Whatever strange detours this coming eight-month election campaign will take we can be confident that all political roads trudged by the two major parties will pass through western Sydney. And get used to hearing “battleground” associated with any bit of Sydney dirt from Parramatta outwards.

“What you can expect,” said Tasmanian-based Liberal Senate leader Eric Abetz yesterday, neatly wrapping up the two certainties, “is Tony Abbott moving amongst people in areas such as western Sydney which is the key battleground for this election.”
Julia Gillard and crew won’t be strangers in that area, either.
Mr Abbott, the Opposition Leader, had his faux campaign launch on Sunday in the Labor-held Sydney electorate of Reid. Expect the Liberal election launch proper to be somewhere in that general vicinity.
Likewise the launch of a Gillard “Labor values” campaign might be hosted by the western suburbs.
Obviously the Liberals believe they can take a swag of seats from Labor. But why is the area so vulnerable for the Government?

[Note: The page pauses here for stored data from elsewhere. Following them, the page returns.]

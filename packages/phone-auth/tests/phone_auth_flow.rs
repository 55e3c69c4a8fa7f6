//! End-to-end tests for the phone auth flow.
//!
//! The challenge and OTP providers are the in-memory mocks from
//! `phone_auth::testing`; the identity bridge is the real reqwest client
//! pointed at an in-process stub backend.

use std::sync::Arc;

use axum::http::{header, HeaderMap, StatusCode};
use axum::routing::post;
use axum::{Json, Router};
use serde_json::{json, Value};
use tokio::net::TcpListener;

use phone_auth::testing::{MockChallengeProvider, MockOtpProvider};
use phone_auth::{AuthError, BackendError, HttpIdentityBridge, PhoneAuth, SessionState};

fn init_tracing() {
    let _ = tracing_subscriber::fmt().with_test_writer().try_init();
}

/// Stub backend serving the two identity endpoints with fixed statuses.
/// The verify endpoint sets a session cookie; the onboarding endpoint
/// reports whether that cookie came back.
async fn spawn_backend(verify_status: u16, onboarding_status: u16) -> String {
    let verify = move |Json(_body): Json<Value>| async move {
        (
            StatusCode::from_u16(verify_status).unwrap(),
            [(header::SET_COOKIE, "sid=test-session; Path=/")],
            Json(json!({"status": "ok"})),
        )
    };

    let onboarding = move |headers: HeaderMap, Json(_body): Json<Value>| async move {
        let has_cookie = headers
            .get(header::COOKIE)
            .and_then(|value| value.to_str().ok())
            .map(|value| value.contains("sid=test-session"))
            .unwrap_or(false);

        (
            StatusCode::from_u16(onboarding_status).unwrap(),
            Json(json!({"status": "onboarded", "session_cookie_seen": has_cookie})),
        )
    };

    let app = Router::new()
        .route("/api/auth/firebase-verify", post(verify))
        .route("/api/auth/complete-onboarding", post(onboarding));

    let listener = TcpListener::bind("127.0.0.1:0").await.unwrap();
    let addr = listener.local_addr().unwrap();
    tokio::spawn(async move {
        axum::serve(listener, app).await.unwrap();
    });

    format!("http://{}", addr)
}

fn auth_against(base_url: &str) -> PhoneAuth {
    PhoneAuth::new(
        Arc::new(MockOtpProvider::new()),
        Arc::new(MockChallengeProvider::new()),
        Arc::new(HttpIdentityBridge::new(base_url)),
    )
}

#[tokio::test]
async fn happy_path_sends_verifies_and_exchanges() {
    init_tracing();
    let base_url = spawn_backend(200, 200).await;
    let mut auth = auth_against(&base_url);

    let sent = auth.send_otp("+15551234567").await.unwrap();
    assert_eq!(sent.message, "OTP sent to your phone");
    assert!(!sent.verification_id.is_empty());

    let verified = auth.verify_otp("123456").await.unwrap();
    assert!(!verified.firebase_user.uid.is_empty());
    assert_eq!(verified.firebase_user.phone_number, "+15551234567");
    assert_eq!(verified.backend_response, json!({"status": "ok"}));
    assert_eq!(auth.session().state(), SessionState::Verified);
}

#[tokio::test]
async fn backend_failure_fails_the_whole_verify() {
    init_tracing();
    let base_url = spawn_backend(500, 200).await;
    let mut auth = auth_against(&base_url);

    auth.send_otp("+15551234567").await.unwrap();
    let err = auth.verify_otp("123456").await.unwrap_err();

    match &err {
        AuthError::Backend(BackendError::Status(code)) => assert_eq!(*code, 500),
        other => panic!("expected backend status error, got {other:?}"),
    }
    assert_eq!(err.to_string(), "HTTP error! status: 500");
}

#[tokio::test]
async fn onboarding_error_carries_the_status_code() {
    init_tracing();
    let base_url = spawn_backend(200, 400).await;
    let auth = auth_against(&base_url);

    let err = auth
        .complete_onboarding(json!({"name": "A"}))
        .await
        .unwrap_err();

    match &err {
        AuthError::Backend(backend) => assert_eq!(backend.status(), Some(400)),
        other => panic!("expected backend status error, got {other:?}"),
    }
    assert_eq!(err.to_string(), "HTTP error! status: 400");

    // Onboarding never touches the verification state machine.
    assert_eq!(auth.session().state(), SessionState::Idle);
}

#[tokio::test]
async fn session_cookie_from_exchange_rides_along_to_onboarding() {
    init_tracing();
    let base_url = spawn_backend(200, 200).await;
    let mut auth = auth_against(&base_url);

    auth.send_otp("+15551234567").await.unwrap();
    auth.verify_otp("123456").await.unwrap();

    let response = auth
        .complete_onboarding(json!({"name": "A", "email": "a@example.org"}))
        .await
        .unwrap();

    assert_eq!(response["session_cookie_seen"], json!(true));
}

#[tokio::test]
async fn unreachable_backend_is_a_transport_error() {
    init_tracing();
    // Nothing listens here.
    let mut auth = auth_against("http://127.0.0.1:9");

    auth.send_otp("+15551234567").await.unwrap();
    let err = auth.verify_otp("123456").await.unwrap_err();

    match err {
        AuthError::Backend(BackendError::Transport(_)) => {}
        other => panic!("expected transport error, got {other:?}"),
    }
}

While the candidates in western Sydney might be shouting loudest about asylum seekers, Budgets and carbon pricing, the core issue in the fight for these seats will be the mood of small business.

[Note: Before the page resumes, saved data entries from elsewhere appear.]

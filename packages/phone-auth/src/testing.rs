// Mock implementations for testing
//
// Provides in-memory providers that can be injected into PhoneAuth or
// OtpSession. Every mock records its calls so tests can assert both
// outcomes and the absence of provider contact.

use std::sync::{Arc, Mutex};

use anyhow::{anyhow, Result};
use async_trait::async_trait;
use serde_json::{json, Value};
use uuid::Uuid;

use crate::challenge::{Challenge, ChallengeEvent, ChallengeSize};
use crate::error::BackendError;
use crate::traits::{
    BaseChallengeProvider, BaseChallengeWidget, BaseIdentityBridge, BaseOtpProvider,
    BasePendingVerification,
};
use crate::types::VerifiedIdentity;

// =============================================================================
// Mock Challenge Provider
// =============================================================================

pub struct MockChallengeProvider {
    create_calls: Arc<Mutex<Vec<String>>>,
    requested_sizes: Arc<Mutex<Vec<ChallengeSize>>>,
    cleared: Arc<Mutex<usize>>,
    failure: Arc<Mutex<Option<String>>>,
}

impl MockChallengeProvider {
    pub fn new() -> Self {
        Self {
            create_calls: Arc::new(Mutex::new(Vec::new())),
            requested_sizes: Arc::new(Mutex::new(Vec::new())),
            cleared: Arc::new(Mutex::new(0)),
            failure: Arc::new(Mutex::new(None)),
        }
    }

    /// Make every widget construction fail with the given message.
    pub fn with_failure(self, message: &str) -> Self {
        *self.failure.lock().unwrap() = Some(message.to_string());
        self
    }

    /// Container ids passed to create_widget, in order.
    pub fn create_calls(&self) -> Vec<String> {
        self.create_calls.lock().unwrap().clone()
    }

    /// Sizes passed to create_widget, in order.
    pub fn requested_sizes(&self) -> Vec<ChallengeSize> {
        self.requested_sizes.lock().unwrap().clone()
    }

    /// How many widgets were constructed.
    pub fn created_count(&self) -> usize {
        self.create_calls.lock().unwrap().len()
    }

    /// How many widgets were cleared.
    pub fn cleared_count(&self) -> usize {
        *self.cleared.lock().unwrap()
    }
}

impl Default for MockChallengeProvider {
    fn default() -> Self {
        Self::new()
    }
}

struct MockChallengeWidget {
    token: String,
    cleared: Arc<Mutex<usize>>,
}

#[async_trait]
impl BaseChallengeWidget for MockChallengeWidget {
    async fn token(&self) -> Result<String> {
        Ok(self.token.clone())
    }

    fn clear(&self) {
        *self.cleared.lock().unwrap() += 1;
    }
}

#[async_trait]
impl BaseChallengeProvider for MockChallengeProvider {
    async fn create_widget(
        &self,
        container_id: &str,
        size: ChallengeSize,
    ) -> Result<Box<dyn BaseChallengeWidget>> {
        self.create_calls
            .lock()
            .unwrap()
            .push(container_id.to_string());
        self.requested_sizes.lock().unwrap().push(size);

        if let Some(message) = self.failure.lock().unwrap().clone() {
            return Err(anyhow!(message));
        }

        Ok(Box::new(MockChallengeWidget {
            token: format!("mock-challenge-token-{}", Uuid::new_v4()),
            cleared: self.cleared.clone(),
        }))
    }
}

// =============================================================================
// Mock OTP Provider
// =============================================================================

pub struct MockOtpProvider {
    accept_code: String,
    send_errors: Arc<Mutex<Vec<String>>>,
    send_calls: Arc<Mutex<Vec<String>>>,
    confirm_calls: Arc<Mutex<Vec<String>>>,
}

impl MockOtpProvider {
    /// Accepts code "123456" by default.
    pub fn new() -> Self {
        Self {
            accept_code: "123456".to_string(),
            send_errors: Arc::new(Mutex::new(Vec::new())),
            send_calls: Arc::new(Mutex::new(Vec::new())),
            confirm_calls: Arc::new(Mutex::new(Vec::new())),
        }
    }

    /// Change which code the provider accepts.
    pub fn with_accepted_code(mut self, code: &str) -> Self {
        self.accept_code = code.to_string();
        self
    }

    /// Queue a send failure; each queued error fails one send.
    pub fn with_send_error(self, message: &str) -> Self {
        self.send_errors.lock().unwrap().push(message.to_string());
        self
    }

    /// Phone numbers passed to send_code, in order.
    pub fn send_calls(&self) -> Vec<String> {
        self.send_calls.lock().unwrap().clone()
    }

    /// Codes passed to confirm across all issued handles, in order.
    pub fn confirm_calls(&self) -> Vec<String> {
        self.confirm_calls.lock().unwrap().clone()
    }
}

impl Default for MockOtpProvider {
    fn default() -> Self {
        Self::new()
    }
}

#[async_trait]
impl BaseOtpProvider for MockOtpProvider {
    async fn send_code(
        &self,
        phone_number: &str,
        challenge: &Challenge,
    ) -> Result<Box<dyn BasePendingVerification>> {
        // A live challenge must be able to produce a token; a produced
        // token means the widget was solved.
        let _token = challenge.token().await?;
        challenge.note_event(ChallengeEvent::Solved);

        self.send_calls.lock().unwrap().push(phone_number.to_string());

        let mut errors = self.send_errors.lock().unwrap();
        if !errors.is_empty() {
            return Err(anyhow!(errors.remove(0)));
        }

        Ok(Box::new(MockPendingVerification {
            verification_id: Uuid::new_v4().to_string(),
            phone_number: phone_number.to_string(),
            accept_code: self.accept_code.clone(),
            confirm_calls: self.confirm_calls.clone(),
        }))
    }
}

struct MockPendingVerification {
    verification_id: String,
    phone_number: String,
    accept_code: String,
    confirm_calls: Arc<Mutex<Vec<String>>>,
}

#[async_trait]
impl BasePendingVerification for MockPendingVerification {
    fn verification_id(&self) -> &str {
        &self.verification_id
    }

    async fn confirm(self: Box<Self>, code: &str) -> Result<VerifiedIdentity> {
        self.confirm_calls.lock().unwrap().push(code.to_string());

        if code == self.accept_code {
            Ok(VerifiedIdentity {
                uid: format!("mock-user-{}", self.verification_id),
                phone_number: self.phone_number,
            })
        } else {
            Err(anyhow!("Invalid verification code"))
        }
    }
}

// =============================================================================
// Mock Identity Bridge
// =============================================================================

pub struct MockIdentityBridge {
    exchange_response: Arc<Mutex<Value>>,
    exchange_status: Arc<Mutex<Option<u16>>>,
    exchange_calls: Arc<Mutex<Vec<VerifiedIdentity>>>,
    onboarding_response: Arc<Mutex<Value>>,
    onboarding_status: Arc<Mutex<Option<u16>>>,
    onboarding_calls: Arc<Mutex<Vec<Value>>>,
}

impl MockIdentityBridge {
    pub fn new() -> Self {
        Self {
            exchange_response: Arc::new(Mutex::new(json!({"status": "ok"}))),
            exchange_status: Arc::new(Mutex::new(None)),
            exchange_calls: Arc::new(Mutex::new(Vec::new())),
            onboarding_response: Arc::new(Mutex::new(json!({"status": "onboarded"}))),
            onboarding_status: Arc::new(Mutex::new(None)),
            onboarding_calls: Arc::new(Mutex::new(Vec::new())),
        }
    }

    pub fn with_exchange_response(self, response: Value) -> Self {
        *self.exchange_response.lock().unwrap() = response;
        self
    }

    /// Make every identity exchange fail with this HTTP status.
    pub fn with_exchange_status(self, status: u16) -> Self {
        *self.exchange_status.lock().unwrap() = Some(status);
        self
    }

    pub fn with_onboarding_response(self, response: Value) -> Self {
        *self.onboarding_response.lock().unwrap() = response;
        self
    }

    /// Make every onboarding submission fail with this HTTP status.
    pub fn with_onboarding_status(self, status: u16) -> Self {
        *self.onboarding_status.lock().unwrap() = Some(status);
        self
    }

    /// Identities passed to exchange_identity, in order.
    pub fn exchange_calls(&self) -> Vec<VerifiedIdentity> {
        self.exchange_calls.lock().unwrap().clone()
    }

    /// Payloads passed to submit_onboarding, in order.
    pub fn onboarding_calls(&self) -> Vec<Value> {
        self.onboarding_calls.lock().unwrap().clone()
    }
}

impl Default for MockIdentityBridge {
    fn default() -> Self {
        Self::new()
    }
}

#[async_trait]
impl BaseIdentityBridge for MockIdentityBridge {
    async fn exchange_identity(
        &self,
        identity: &VerifiedIdentity,
    ) -> Result<Value, BackendError> {
        self.exchange_calls.lock().unwrap().push(identity.clone());

        if let Some(status) = *self.exchange_status.lock().unwrap() {
            return Err(BackendError::Status(status));
        }

        Ok(self.exchange_response.lock().unwrap().clone())
    }

    async fn submit_onboarding(&self, user_data: Value) -> Result<Value, BackendError> {
        self.onboarding_calls.lock().unwrap().push(user_data);

        if let Some(status) = *self.onboarding_status.lock().unwrap() {
            return Err(BackendError::Status(status));
        }

        Ok(self.onboarding_response.lock().unwrap().clone())
    }
}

A senior Labor figure believes the unheralded issue hurting his party is the struggle to survive in small business. Western Sydney workers have taken to Mark Latham’s “ladder of opportunity” and invested in their ambitions, only to hit obstacles.

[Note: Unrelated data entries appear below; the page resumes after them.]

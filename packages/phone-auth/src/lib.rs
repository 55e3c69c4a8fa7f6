// Phone OTP Authentication Flow
//
// This crate implements the client-side login flow for phone-number OTP
// authentication: solve a human-presence challenge, ask the delivery
// provider to text a code, confirm the user-entered code, then exchange
// the verified identity with the backend for an application session.
//
// External collaborators (challenge widget, OTP delivery, backend HTTP
// service) sit behind Base* traits so every flow is testable with the
// fakes in `testing`.

pub mod bridge;
pub mod challenge;
pub mod error;
pub mod facade;
pub mod firebase;
pub mod session;
pub mod testing;
pub mod traits;
pub mod types;

pub use bridge::HttpIdentityBridge;
pub use challenge::{Challenge, ChallengeEvent, ChallengeManager, ChallengeSize};
pub use error::{AuthError, BackendError};
pub use facade::PhoneAuth;
pub use firebase::FirebaseAdapter;
pub use session::{OtpSession, SessionState, DEFAULT_CONTAINER_ID};
pub use traits::{
    BaseChallengeProvider, BaseChallengeWidget, BaseIdentityBridge, BaseOtpProvider,
    BasePendingVerification,
};
pub use types::{OtpSent, OtpVerified, VerifiedIdentity};
//! OTP verification state machine.
//!
//! One session owns one phone-verification attempt:
//!   Idle → Sending → AwaitingCode → Verifying → {Verified | Failed}
//!
//! At most one pending verification is live per session; starting a new
//! send discards any prior one. Operations take `&mut self`, so
//! overlapping calls on the same session are unrepresentable — use one
//! session per concurrent login flow.

use std::sync::Arc;

use tracing::{error, info};

use crate::challenge::ChallengeManager;
use crate::error::AuthError;
use crate::traits::{BaseOtpProvider, BasePendingVerification};
use crate::types::{OtpSent, VerifiedIdentity};

/// Default UI container the challenge widget mounts into.
pub const DEFAULT_CONTAINER_ID: &str = "recaptcha-container";

/// Where a verification attempt currently stands.
#[derive(Debug, Clone, Copy, PartialEq, Eq)]
pub enum SessionState {
    Idle,
    Sending,
    AwaitingCode,
    Verifying,
    Verified,
    Failed,
}

/// State machine for one phone-verification attempt.
pub struct OtpSession {
    provider: Arc<dyn BaseOtpProvider>,
    challenges: ChallengeManager,
    container_id: String,
    state: SessionState,
    pending: Option<Box<dyn BasePendingVerification>>,
}

impl OtpSession {
    pub fn new(provider: Arc<dyn BaseOtpProvider>, challenges: ChallengeManager) -> Self {
        Self {
            provider,
            challenges,
            container_id: DEFAULT_CONTAINER_ID.to_string(),
            state: SessionState::Idle,
            pending: None,
        }
    }

    /// Mount the challenge widget into a different UI container.
    pub fn with_container_id(mut self, container_id: impl Into<String>) -> Self {
        self.container_id = container_id.into();
        self
    }

    pub fn state(&self) -> SessionState {
        self.state
    }

    /// Whether a pending verification is awaiting a code.
    pub fn has_pending(&self) -> bool {
        self.pending.is_some()
    }

    /// Send an OTP to `phone_number`.
    ///
    /// Re-entrant: a new send always starts fresh, discarding any prior
    /// pending verification. On provider failure the cached challenge is
    /// invalidated, since a failed send usually means the challenge is
    /// expired or used up.
    pub async fn send_otp(&mut self, phone_number: &str) -> Result<OtpSent, AuthError> {
        self.pending = None;
        self.state = SessionState::Sending;

        // Full format validation belongs to the provider; only the
        // international-prefix shape is checked here.
        if phone_number.is_empty() || !phone_number.starts_with('+') {
            self.state = SessionState::Failed;
            return Err(AuthError::Send(
                "Phone number must include country code (e.g., +1234567890)".to_string(),
            ));
        }

        let challenge = match self.challenges.acquire(&self.container_id).await {
            Ok(challenge) => challenge,
            Err(e) => {
                error!("Challenge setup failed: {}", e);
                self.state = SessionState::Failed;
                return Err(e);
            }
        };

        info!("Sending OTP to {}", phone_number);
        match self.provider.send_code(phone_number, challenge).await {
            Ok(pending) => {
                let verification_id = pending.verification_id().to_string();
                self.pending = Some(pending);
                self.state = SessionState::AwaitingCode;
                info!("OTP sent successfully to {}", phone_number);
                Ok(OtpSent {
                    message: "OTP sent to your phone".to_string(),
                    verification_id,
                })
            }
            Err(e) => {
                error!("Failed to send OTP: {}", e);
                self.challenges.invalidate();
                self.state = SessionState::Failed;
                Err(AuthError::Send(e.to_string()))
            }
        }
    }

    /// Check `code` against the pending verification.
    ///
    /// Fails immediately with the sequence error when no send preceded
    /// this call, without contacting the provider. The pending handle is
    /// consumed whether or not the code is accepted; a retry always
    /// requires a fresh send.
    pub async fn confirm_code(&mut self, code: &str) -> Result<VerifiedIdentity, AuthError> {
        let pending = self.pending.take().ok_or(AuthError::Sequence)?;
        self.state = SessionState::Verifying;

        info!("Verifying OTP code");
        match pending.confirm(code).await {
            Ok(identity) => {
                self.state = SessionState::Verified;
                info!("OTP verified for {}", identity.uid);
                Ok(identity)
            }
            Err(e) => {
                error!("OTP verification failed: {}", e);
                self.state = SessionState::Failed;
                Err(AuthError::Confirm(e.to_string()))
            }
        }
    }
}
// Trait definitions for dependency injection
//
// These are INFRASTRUCTURE traits only - no flow logic. The state
// machine and challenge lifecycle live in session.rs / challenge.rs and
// use these traits so every external collaborator can be faked.
//
// Naming convention: Base* for trait names (e.g., BaseOtpProvider)

use anyhow::Result;
use async_trait::async_trait;

use crate::challenge::{Challenge, ChallengeSize};
use crate::error::BackendError;
use crate::types::VerifiedIdentity;

// =============================================================================
// Challenge Provider Trait (Infrastructure - human-presence widget)
// =============================================================================

/// Handle to a live challenge widget owned by the provider.
#[async_trait]
pub trait BaseChallengeWidget: Send + Sync {
    /// Produce the solved-challenge token gating an OTP send.
    async fn token(&self) -> Result<String>;

    /// Release the provider-side resource.
    fn clear(&self);
}

#[async_trait]
pub trait BaseChallengeProvider: Send + Sync {
    /// Construct a challenge widget bound to a UI container.
    async fn create_widget(
        &self,
        container_id: &str,
        size: ChallengeSize,
    ) -> Result<Box<dyn BaseChallengeWidget>>;
}

// =============================================================================
// OTP Provider Trait (Infrastructure - code delivery and confirmation)
// =============================================================================

/// One outstanding server-side code challenge.
///
/// Single use: `confirm` consumes the handle whether or not the code is
/// accepted, so a retry always requires a fresh send.
#[async_trait]
pub trait BasePendingVerification: Send + Sync {
    /// Identifier of the outstanding verification.
    fn verification_id(&self) -> &str;

    /// Check `code` against the outstanding verification.
    async fn confirm(self: Box<Self>, code: &str) -> Result<VerifiedIdentity>;
}

#[async_trait]
pub trait BaseOtpProvider: Send + Sync {
    /// Send a code to `phone_number`, gated by a live challenge.
    async fn send_code(
        &self,
        phone_number: &str,
        challenge: &Challenge,
    ) -> Result<Box<dyn BasePendingVerification>>;
}

// =============================================================================
// Identity Bridge Trait (Infrastructure - backend session endpoints)
// =============================================================================

#[async_trait]
pub trait BaseIdentityBridge: Send + Sync {
    /// Exchange a provider-verified identity for an application session.
    /// The response body is forwarded verbatim.
    async fn exchange_identity(
        &self,
        identity: &VerifiedIdentity,
    ) -> Result<serde_json::Value, BackendError>;

    /// Submit onboarding data for a new user. Independent of the
    /// verification state machine.
    async fn submit_onboarding(
        &self,
        user_data: serde_json::Value,
    ) -> Result<serde_json::Value, BackendError>;
}
//! Human-presence challenge lifecycle.
//!
//! One cached challenge per manager, created lazily on first use and
//! rebuilt after invalidation. The manager owns the widget exclusively;
//! it is never shared across concurrent login flows.

use std::sync::Arc;

use tracing::{debug, info};

use crate::error::AuthError;
use crate::traits::{BaseChallengeProvider, BaseChallengeWidget};

/// Rendering mode requested from the challenge provider. The flow only
/// ever mounts invisible widgets.
#[derive(Debug, Clone, Copy, PartialEq, Eq)]
pub enum ChallengeSize {
    Invisible,
}

impl ChallengeSize {
    /// Wire value the provider expects for this mode.
    pub fn as_str(&self) -> &'static str {
        match self {
            Self::Invisible => "invisible",
        }
    }
}

/// Notifications from the challenge widget. They carry no control flow;
/// the flow only logs them.
#[derive(Debug, Clone, Copy, PartialEq, Eq)]
pub enum ChallengeEvent {
    Solved,
    Expired,
}

/// A live challenge bound to one UI container.
pub struct Challenge {
    container_id: String,
    widget: Box<dyn BaseChallengeWidget>,
}

// The widget handle is an opaque capability object.
impl std::fmt::Debug for Challenge {
    fn fmt(&self, f: &mut std::fmt::Formatter<'_>) -> std::fmt::Result {
        f.debug_struct("Challenge")
            .field("container_id", &self.container_id)
            .finish_non_exhaustive()
    }
}

impl Challenge {
    pub fn container_id(&self) -> &str {
        &self.container_id
    }

    /// Solved-challenge token for the delivery provider.
    pub async fn token(&self) -> anyhow::Result<String> {
        self.widget.token().await
    }

    /// Record a solved/expired notification from the widget.
    pub fn note_event(&self, event: ChallengeEvent) {
        match event {
            ChallengeEvent::Solved => debug!("Challenge solved in #{}", self.container_id),
            ChallengeEvent::Expired => info!("Challenge expired in #{}", self.container_id),
        }
    }
}

/// Owns the single cached challenge for one login flow.
pub struct ChallengeManager {
    provider: Arc<dyn BaseChallengeProvider>,
    current: Option<Challenge>,
}

impl ChallengeManager {
    pub fn new(provider: Arc<dyn BaseChallengeProvider>) -> Self {
        Self {
            provider,
            current: None,
        }
    }

    /// Return the cached challenge, constructing one if none is live.
    /// Construction failures propagate to the caller as-is.
    pub async fn acquire(&mut self, container_id: &str) -> Result<&Challenge, AuthError> {
        if self.current.is_none() {
            let widget = self
                .provider
                .create_widget(container_id, ChallengeSize::Invisible)
                .await
                .map_err(|e| AuthError::ChallengeSetup(e.to_string()))?;

            debug!("Created challenge widget in #{}", container_id);
            self.current = Some(Challenge {
                container_id: container_id.to_string(),
                widget,
            });
        }

        Ok(self.current.as_ref().expect("challenge populated above"))
    }

    /// Release the provider resource and clear the cache. The next
    /// `acquire` builds a fresh challenge.
    pub fn invalidate(&mut self) {
        if let Some(challenge) = self.current.take() {
            challenge.widget.clear();
            info!("Challenge invalidated for #{}", challenge.container_id);
        }
    }

    /// Whether a challenge is currently cached.
    pub fn has_challenge(&self) -> bool {
        self.current.is_some()
    }
}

The Labor figure believes the frustration and economic pain felt by small business operators is making the city’s west ready for revolt.
This is the empire of the tradie who expands by taking on a few staff and greater risk.
The electorates depend significantly on small businesses for jobs and incomes - from owner-operator micro outfits to companies employing up to 20 staff.
And NSW has had a tough time with its smallest entrepreneurs.
An analysis by the Department of Innovation released last month outlines the small business slaughter between June 2007 and June 2011, which included the global financial crisis.
The survivability rate in NSW was the second lowest of any of the states at 59.8 per cent, just behind Victoria on 60.7 per cent. Small business survivability in Queensland was 57.8 per cent for the period but that was because of the devastating floods of two years ago.
Farmers are small business operators, too. And so are many western Sydney residents. The seat of Greenway, the electorate which might have made Tony Abbott Prime Minister in 2010 had state Liberals selected a candidate a lot earlier, has 11,400 small businesses, according to latest figures from the Australian Electoral Commission.
Lindsay, the seat the Liberals want back after losing it in 2007, has 10,400. Reid, which was where Mr Abbott had his function on Sunday, has 19,200 small businesses.
In Chifley, which includes such suburbs as Mt Druitt and Rooty Hill, there are 7,300. And in Werriwa there are 9,800 while Parramatta has 16,200. Banks has 13,400 small businesses.
Small business isn’t rife only in western Sydney. In Joe Hockey’s seat of North Sydney there are 26,800, which probably means a lot of lawyers, architects and other professionals. And other cities have suburbs matching economic conditions in Sydney’s west.
But in Sydney the plight of small business is starker, and the disappointment with Labor is keener. And this is combining with other factors Mr Abbott is keen to list.
“But obviously the current Labor Government in Canberra and the Labor Party more generally have badly let down the people of western Sydney,” he said yesterday.
“The people of western Sydney have been taken for granted by the Labor Party for far too long and as we now are seeing in ICAC and elsewhere the Labor Party in NSW just became a stinking patronage machine in government and that’s why the Labor brand is so toxic - right around Australia but particularly in the western suburbs of Sydney.”
The Federal Government is not ignoring small business and has recently introduced policies, such as appointment of a Small Business Commissioner, to answer demands from the sector.
The Coalition has also proposed a package of changes for the sector - arguably the most positive of its policy fronts.
The competition for the hearts and vote of small business in Sydney suburbs will become more strident.